[Records from a data source]
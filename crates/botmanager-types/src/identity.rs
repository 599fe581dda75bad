//! Caller identity types.
//!
//! The identity provider resolves a [`Principal`] (raw owner string plus
//! scopes). The core turns the raw owner into an [`OwnerId`] through a
//! checked parse before any store filter is built from it.

use serde::{Deserialize, Serialize};

use std::fmt;
use std::str::FromStr;

use crate::error::IdentityError;

/// Maximum length of an owner identifier.
pub const MAX_OWNER_LEN: usize = 128;

/// Validated identifier of the principal owning a bot.
#[derive(Debug, Clone, PartialEq, Eq, Hash, Serialize, Deserialize)]
#[serde(try_from = "String", into = "String")]
pub struct OwnerId(String);

impl OwnerId {
    pub fn as_str(&self) -> &str {
        &self.0
    }
}

impl fmt::Display for OwnerId {
    fn fmt(&self, f: &mut fmt::Formatter<'_>) -> fmt::Result {
        f.write_str(&self.0)
    }
}

impl FromStr for OwnerId {
    type Err = IdentityError;

    fn from_str(s: &str) -> Result<Self, Self::Err> {
        if s.is_empty() {
            return Err(IdentityError::Malformed("owner id is empty".to_string()));
        }
        if s.len() > MAX_OWNER_LEN {
            return Err(IdentityError::Malformed(format!(
                "owner id exceeds {MAX_OWNER_LEN} bytes"
            )));
        }
        if let Some(c) = s
            .chars()
            .find(|c| !(c.is_ascii_alphanumeric() || matches!(c, '-' | '_' | '.' | ':' | '@')))
        {
            return Err(IdentityError::Malformed(format!(
                "owner id contains invalid character '{c}'"
            )));
        }
        Ok(Self(s.to_string()))
    }
}

impl TryFrom<String> for OwnerId {
    type Error = IdentityError;

    fn try_from(value: String) -> Result<Self, Self::Error> {
        value.parse()
    }
}

impl From<OwnerId> for String {
    fn from(value: OwnerId) -> Self {
        value.0
    }
}

/// Permission scope granted to an API key.
#[derive(Debug, Clone, Copy, PartialEq, Eq, Hash, Serialize, Deserialize)]
#[serde(rename_all = "lowercase")]
pub enum Scope {
    Read,
    Write,
}

impl fmt::Display for Scope {
    fn fmt(&self, f: &mut fmt::Formatter<'_>) -> fmt::Result {
        match self {
            Scope::Read => write!(f, "read"),
            Scope::Write => write!(f, "write"),
        }
    }
}

impl FromStr for Scope {
    type Err = String;

    fn from_str(s: &str) -> Result<Self, Self::Err> {
        match s.trim().to_lowercase().as_str() {
            "read" => Ok(Scope::Read),
            "write" => Ok(Scope::Write),
            other => Err(format!("invalid scope: '{other}'")),
        }
    }
}

/// Identity resolved by the authentication layer for one request.
#[derive(Debug, Clone, PartialEq, Eq)]
pub struct Principal {
    /// Owner identifier as stored by the identity provider. Unchecked.
    pub owner: String,
    pub scopes: Vec<Scope>,
}

impl Principal {
    pub fn new(owner: impl Into<String>, scopes: Vec<Scope>) -> Self {
        Self {
            owner: owner.into(),
            scopes,
        }
    }

    pub fn allows(&self, scope: Scope) -> bool {
        self.scopes.contains(&scope)
    }
}

/// Parse a comma-separated scope list as stored in the `api_keys` table.
pub fn parse_scopes(raw: &str) -> Result<Vec<Scope>, String> {
    let mut scopes = Vec::new();
    for part in raw.split(',').filter(|p| !p.trim().is_empty()) {
        let scope: Scope = part.parse()?;
        if !scopes.contains(&scope) {
            scopes.push(scope);
        }
    }
    Ok(scopes)
}

/// Inverse of [`parse_scopes`].
pub fn format_scopes(scopes: &[Scope]) -> String {
    scopes
        .iter()
        .map(Scope::to_string)
        .collect::<Vec<_>>()
        .join(",")
}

What you are asked to do → Start at the line with "impl fmt::Display for Scope" and stop at the end of the records. Write those lines out exactly and add nothing.

Problem solution →
impl fmt::Display for Scope {
    fn fmt(&self, f: &mut fmt::Formatter<'_>) -> fmt::Result {
        match self {
            Scope::Read => write!(f, "read"),
            Scope::Write => write!(f, "write"),
        }
    }
}

impl FromStr for Scope {
    type Err = String;

    fn from_str(s: &str) -> Result<Self, Self::Err> {
        match s.trim().to_lowercase().as_str() {
            "read" => Ok(Scope::Read),
            "write" => Ok(Scope::Write),
            other => Err(format!("invalid scope: '{other}'")),
        }
    }
}

/// Identity resolved by the authentication layer for one request.
#[derive(Debug, Clone, PartialEq, Eq)]
pub struct Principal {
    /// Owner identifier as stored by the identity provider. Unchecked.
    pub owner: String,
    pub scopes: Vec<Scope>,
}

impl Principal {
    pub fn new(owner: impl Into<String>, scopes: Vec<Scope>) -> Self {
        Self {
            owner: owner.into(),
            scopes,
        }
    }

    pub fn allows(&self, scope: Scope) -> bool {
        self.scopes.contains(&scope)
    }
}

/// Parse a comma-separated scope list as stored in the `api_keys` table.
pub fn parse_scopes(raw: &str) -> Result<Vec<Scope>, String> {
    let mut scopes = Vec::new();
    for part in raw.split(',').filter(|p| !p.trim().is_empty()) {
        let scope: Scope = part.parse()?;
        if !scopes.contains(&scope) {
            scopes.push(scope);
        }
    }
    Ok(scopes)
}

/// Inverse of [`parse_scopes`].
pub fn format_scopes(scopes: &[Scope]) -> String {
    scopes
        .iter()
        .map(Scope::to_string)
        .collect::<Vec<_>>()
        .join(",")
}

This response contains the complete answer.